THE TASK:
From the listing below, set down exactly the lines between the one holding "from the other." and the one holding "let away_form = compute_form(store, away_team);", inclusive. No other line is wanted.
(GIVEN ENTRIES Opens)
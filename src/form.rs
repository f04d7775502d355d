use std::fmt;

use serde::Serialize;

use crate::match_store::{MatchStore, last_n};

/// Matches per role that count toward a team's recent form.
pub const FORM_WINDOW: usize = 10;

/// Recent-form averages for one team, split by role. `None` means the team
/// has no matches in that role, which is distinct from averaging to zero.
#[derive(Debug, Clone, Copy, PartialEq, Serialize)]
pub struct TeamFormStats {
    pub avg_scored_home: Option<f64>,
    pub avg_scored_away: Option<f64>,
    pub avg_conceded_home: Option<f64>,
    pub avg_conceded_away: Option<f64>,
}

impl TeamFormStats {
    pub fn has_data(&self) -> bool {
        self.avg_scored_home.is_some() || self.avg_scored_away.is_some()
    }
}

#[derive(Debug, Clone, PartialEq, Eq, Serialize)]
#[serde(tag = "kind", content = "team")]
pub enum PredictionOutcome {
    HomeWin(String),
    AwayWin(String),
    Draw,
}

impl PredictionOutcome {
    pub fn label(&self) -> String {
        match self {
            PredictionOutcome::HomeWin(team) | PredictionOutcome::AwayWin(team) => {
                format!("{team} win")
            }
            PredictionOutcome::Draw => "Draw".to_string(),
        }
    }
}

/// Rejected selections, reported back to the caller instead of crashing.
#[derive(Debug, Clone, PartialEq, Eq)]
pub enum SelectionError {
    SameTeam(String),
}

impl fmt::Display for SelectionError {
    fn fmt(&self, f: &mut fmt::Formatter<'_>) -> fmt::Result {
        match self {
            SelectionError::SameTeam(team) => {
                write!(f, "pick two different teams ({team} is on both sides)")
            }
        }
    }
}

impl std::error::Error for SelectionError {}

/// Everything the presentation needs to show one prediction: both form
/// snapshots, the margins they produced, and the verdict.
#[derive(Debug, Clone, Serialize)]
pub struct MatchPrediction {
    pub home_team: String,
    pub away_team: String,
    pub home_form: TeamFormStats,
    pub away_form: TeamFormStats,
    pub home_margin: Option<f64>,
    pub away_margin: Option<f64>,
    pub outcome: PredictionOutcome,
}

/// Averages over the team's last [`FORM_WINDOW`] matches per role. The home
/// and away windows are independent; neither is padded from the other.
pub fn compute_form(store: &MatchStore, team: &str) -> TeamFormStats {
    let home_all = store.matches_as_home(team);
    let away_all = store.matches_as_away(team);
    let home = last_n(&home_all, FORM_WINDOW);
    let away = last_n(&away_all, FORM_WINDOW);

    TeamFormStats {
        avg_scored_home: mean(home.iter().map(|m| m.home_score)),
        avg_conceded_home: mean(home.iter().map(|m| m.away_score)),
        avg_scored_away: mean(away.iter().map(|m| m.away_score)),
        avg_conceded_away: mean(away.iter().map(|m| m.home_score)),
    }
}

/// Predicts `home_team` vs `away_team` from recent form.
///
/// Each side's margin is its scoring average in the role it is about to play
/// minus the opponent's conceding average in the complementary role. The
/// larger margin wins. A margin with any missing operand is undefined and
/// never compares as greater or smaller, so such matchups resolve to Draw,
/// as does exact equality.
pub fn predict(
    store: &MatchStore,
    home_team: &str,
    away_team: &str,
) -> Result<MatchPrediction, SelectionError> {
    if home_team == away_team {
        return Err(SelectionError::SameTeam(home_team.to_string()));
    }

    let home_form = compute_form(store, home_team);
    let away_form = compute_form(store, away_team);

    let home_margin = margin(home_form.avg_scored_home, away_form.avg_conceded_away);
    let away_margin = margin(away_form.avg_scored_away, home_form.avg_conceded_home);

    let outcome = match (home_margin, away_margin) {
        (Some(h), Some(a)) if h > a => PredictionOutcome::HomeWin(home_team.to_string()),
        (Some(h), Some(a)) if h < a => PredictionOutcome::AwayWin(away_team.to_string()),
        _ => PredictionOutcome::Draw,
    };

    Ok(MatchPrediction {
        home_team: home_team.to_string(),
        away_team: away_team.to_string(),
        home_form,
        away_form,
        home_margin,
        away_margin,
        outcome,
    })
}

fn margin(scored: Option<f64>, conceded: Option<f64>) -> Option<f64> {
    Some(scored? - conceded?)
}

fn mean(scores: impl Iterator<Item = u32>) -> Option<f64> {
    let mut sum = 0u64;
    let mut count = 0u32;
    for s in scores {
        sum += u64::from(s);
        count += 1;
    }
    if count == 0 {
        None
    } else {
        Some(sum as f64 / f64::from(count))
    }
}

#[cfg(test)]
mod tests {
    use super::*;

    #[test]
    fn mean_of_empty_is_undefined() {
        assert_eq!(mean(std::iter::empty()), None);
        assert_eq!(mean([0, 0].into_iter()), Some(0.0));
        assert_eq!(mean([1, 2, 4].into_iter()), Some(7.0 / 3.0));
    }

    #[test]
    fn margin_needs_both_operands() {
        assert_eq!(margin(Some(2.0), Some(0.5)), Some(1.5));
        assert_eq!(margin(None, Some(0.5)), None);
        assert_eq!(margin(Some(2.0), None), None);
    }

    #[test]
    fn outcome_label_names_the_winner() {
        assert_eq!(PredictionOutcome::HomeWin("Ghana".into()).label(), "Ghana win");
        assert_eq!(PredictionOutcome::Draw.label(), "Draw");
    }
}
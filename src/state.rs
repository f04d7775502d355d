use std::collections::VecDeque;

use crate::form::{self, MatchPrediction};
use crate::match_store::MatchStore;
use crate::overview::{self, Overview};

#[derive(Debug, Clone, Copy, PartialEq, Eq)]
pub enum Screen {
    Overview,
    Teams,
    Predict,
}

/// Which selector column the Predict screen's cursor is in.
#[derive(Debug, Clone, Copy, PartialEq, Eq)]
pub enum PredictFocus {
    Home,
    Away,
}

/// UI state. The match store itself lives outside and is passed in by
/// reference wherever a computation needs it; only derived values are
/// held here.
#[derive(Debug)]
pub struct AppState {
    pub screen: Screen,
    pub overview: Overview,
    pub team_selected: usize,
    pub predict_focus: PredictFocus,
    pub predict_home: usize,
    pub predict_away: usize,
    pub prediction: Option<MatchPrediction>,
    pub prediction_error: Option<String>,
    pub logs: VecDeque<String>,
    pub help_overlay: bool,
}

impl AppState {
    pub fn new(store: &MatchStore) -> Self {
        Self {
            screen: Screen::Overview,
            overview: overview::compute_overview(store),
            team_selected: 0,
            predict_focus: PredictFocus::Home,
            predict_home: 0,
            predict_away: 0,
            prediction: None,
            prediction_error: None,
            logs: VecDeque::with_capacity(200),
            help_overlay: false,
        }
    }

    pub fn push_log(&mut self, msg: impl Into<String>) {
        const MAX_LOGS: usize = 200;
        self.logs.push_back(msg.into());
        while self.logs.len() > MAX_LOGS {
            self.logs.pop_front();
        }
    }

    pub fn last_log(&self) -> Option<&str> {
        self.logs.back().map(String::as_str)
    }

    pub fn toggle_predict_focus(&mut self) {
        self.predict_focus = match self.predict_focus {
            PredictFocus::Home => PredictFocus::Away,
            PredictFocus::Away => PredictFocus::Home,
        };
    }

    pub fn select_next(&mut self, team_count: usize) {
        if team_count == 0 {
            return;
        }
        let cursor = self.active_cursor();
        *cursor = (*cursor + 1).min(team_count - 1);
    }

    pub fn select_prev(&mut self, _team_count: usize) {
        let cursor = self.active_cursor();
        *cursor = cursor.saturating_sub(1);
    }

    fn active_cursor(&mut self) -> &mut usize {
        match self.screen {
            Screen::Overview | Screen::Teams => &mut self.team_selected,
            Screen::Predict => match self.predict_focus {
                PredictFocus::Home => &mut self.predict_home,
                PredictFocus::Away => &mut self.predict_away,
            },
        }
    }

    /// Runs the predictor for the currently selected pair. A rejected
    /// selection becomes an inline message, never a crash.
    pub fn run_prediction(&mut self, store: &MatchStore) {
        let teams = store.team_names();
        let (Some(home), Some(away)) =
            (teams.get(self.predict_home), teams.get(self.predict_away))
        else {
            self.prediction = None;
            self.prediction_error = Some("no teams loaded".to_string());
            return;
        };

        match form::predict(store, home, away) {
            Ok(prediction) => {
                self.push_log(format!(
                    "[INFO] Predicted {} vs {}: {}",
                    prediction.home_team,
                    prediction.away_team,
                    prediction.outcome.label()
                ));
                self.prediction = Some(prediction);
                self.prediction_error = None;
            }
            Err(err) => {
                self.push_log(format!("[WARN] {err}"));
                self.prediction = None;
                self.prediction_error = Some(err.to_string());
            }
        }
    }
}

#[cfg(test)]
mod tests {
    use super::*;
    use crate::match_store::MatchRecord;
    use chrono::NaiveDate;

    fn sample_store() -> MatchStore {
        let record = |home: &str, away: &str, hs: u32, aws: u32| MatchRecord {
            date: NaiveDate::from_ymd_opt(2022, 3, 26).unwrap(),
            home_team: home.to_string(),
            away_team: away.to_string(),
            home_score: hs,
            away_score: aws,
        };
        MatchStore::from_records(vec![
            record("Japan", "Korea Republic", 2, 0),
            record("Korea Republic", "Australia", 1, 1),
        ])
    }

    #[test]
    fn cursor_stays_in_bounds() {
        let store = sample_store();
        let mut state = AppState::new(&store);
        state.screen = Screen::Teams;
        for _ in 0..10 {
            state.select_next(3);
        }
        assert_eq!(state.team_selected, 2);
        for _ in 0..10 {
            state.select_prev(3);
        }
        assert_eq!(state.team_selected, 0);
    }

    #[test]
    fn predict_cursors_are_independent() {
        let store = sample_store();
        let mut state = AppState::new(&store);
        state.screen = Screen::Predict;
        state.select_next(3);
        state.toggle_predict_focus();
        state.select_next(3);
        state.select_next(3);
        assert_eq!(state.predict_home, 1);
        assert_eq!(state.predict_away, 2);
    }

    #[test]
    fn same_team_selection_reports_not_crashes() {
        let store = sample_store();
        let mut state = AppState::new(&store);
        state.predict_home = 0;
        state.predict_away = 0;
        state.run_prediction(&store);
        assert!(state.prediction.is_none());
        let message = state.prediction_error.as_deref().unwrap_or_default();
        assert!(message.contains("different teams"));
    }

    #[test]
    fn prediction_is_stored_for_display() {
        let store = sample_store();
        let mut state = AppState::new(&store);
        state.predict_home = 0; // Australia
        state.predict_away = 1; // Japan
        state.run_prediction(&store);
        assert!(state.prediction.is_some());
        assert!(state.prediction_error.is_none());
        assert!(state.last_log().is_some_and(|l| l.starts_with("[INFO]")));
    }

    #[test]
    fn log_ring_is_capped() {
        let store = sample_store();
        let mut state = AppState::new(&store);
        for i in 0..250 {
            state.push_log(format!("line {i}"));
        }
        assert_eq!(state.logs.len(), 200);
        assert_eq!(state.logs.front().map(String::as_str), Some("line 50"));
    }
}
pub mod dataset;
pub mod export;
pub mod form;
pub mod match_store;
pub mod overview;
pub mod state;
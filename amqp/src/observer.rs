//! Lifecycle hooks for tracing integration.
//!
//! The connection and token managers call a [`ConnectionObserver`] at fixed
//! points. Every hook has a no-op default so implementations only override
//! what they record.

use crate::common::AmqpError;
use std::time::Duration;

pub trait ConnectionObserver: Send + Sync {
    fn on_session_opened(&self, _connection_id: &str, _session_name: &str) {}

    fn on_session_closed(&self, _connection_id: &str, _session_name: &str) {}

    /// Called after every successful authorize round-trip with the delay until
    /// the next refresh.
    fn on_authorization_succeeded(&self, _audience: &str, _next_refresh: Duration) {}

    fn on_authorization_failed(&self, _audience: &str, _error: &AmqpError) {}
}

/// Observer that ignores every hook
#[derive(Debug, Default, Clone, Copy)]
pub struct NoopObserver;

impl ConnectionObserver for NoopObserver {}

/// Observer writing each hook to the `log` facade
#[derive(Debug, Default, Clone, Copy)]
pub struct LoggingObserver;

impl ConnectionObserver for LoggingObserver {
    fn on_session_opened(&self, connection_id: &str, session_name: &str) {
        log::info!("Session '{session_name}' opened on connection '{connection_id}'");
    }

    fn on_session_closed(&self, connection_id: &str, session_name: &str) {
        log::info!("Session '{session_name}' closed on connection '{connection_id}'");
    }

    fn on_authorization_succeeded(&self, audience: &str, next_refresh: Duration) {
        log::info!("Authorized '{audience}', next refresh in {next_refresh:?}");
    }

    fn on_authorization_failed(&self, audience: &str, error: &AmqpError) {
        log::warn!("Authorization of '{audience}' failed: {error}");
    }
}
(GIVEN ENTRIES Closes)
RESULT FOR THIS EXERCISE:
/// and away windows are independent; neither is padded from the other.
pub fn compute_form(store: &MatchStore, team: &str) -> TeamFormStats {
    let home_all = store.matches_as_home(team);
    let away_all = store.matches_as_away(team);
    let home = last_n(&home_all, FORM_WINDOW);
    let away = last_n(&away_all, FORM_WINDOW);

    TeamFormStats {
        avg_scored_home: mean(home.iter().map(|m| m.home_score)),
        avg_conceded_home: mean(home.iter().map(|m| m.away_score)),
        avg_scored_away: mean(away.iter().map(|m| m.away_score)),
        avg_conceded_away: mean(away.iter().map(|m| m.home_score)),
    }
}

/// Predicts `home_team` vs `away_team` from recent form.
///
/// Each side's margin is its scoring average in the role it is about to play
/// minus the opponent's conceding average in the complementary role. The
/// larger margin wins. A margin with any missing operand is undefined and
/// never compares as greater or smaller, so such matchups resolve to Draw,
/// as does exact equality.
pub fn predict(
    store: &MatchStore,
    home_team: &str,
    away_team: &str,
) -> Result<MatchPrediction, SelectionError> {
    if home_team == away_team {
        return Err(SelectionError::SameTeam(home_team.to_string()));
    }

    let home_form = compute_form(store, home_team);
    let away_form = compute_form(store, away_team);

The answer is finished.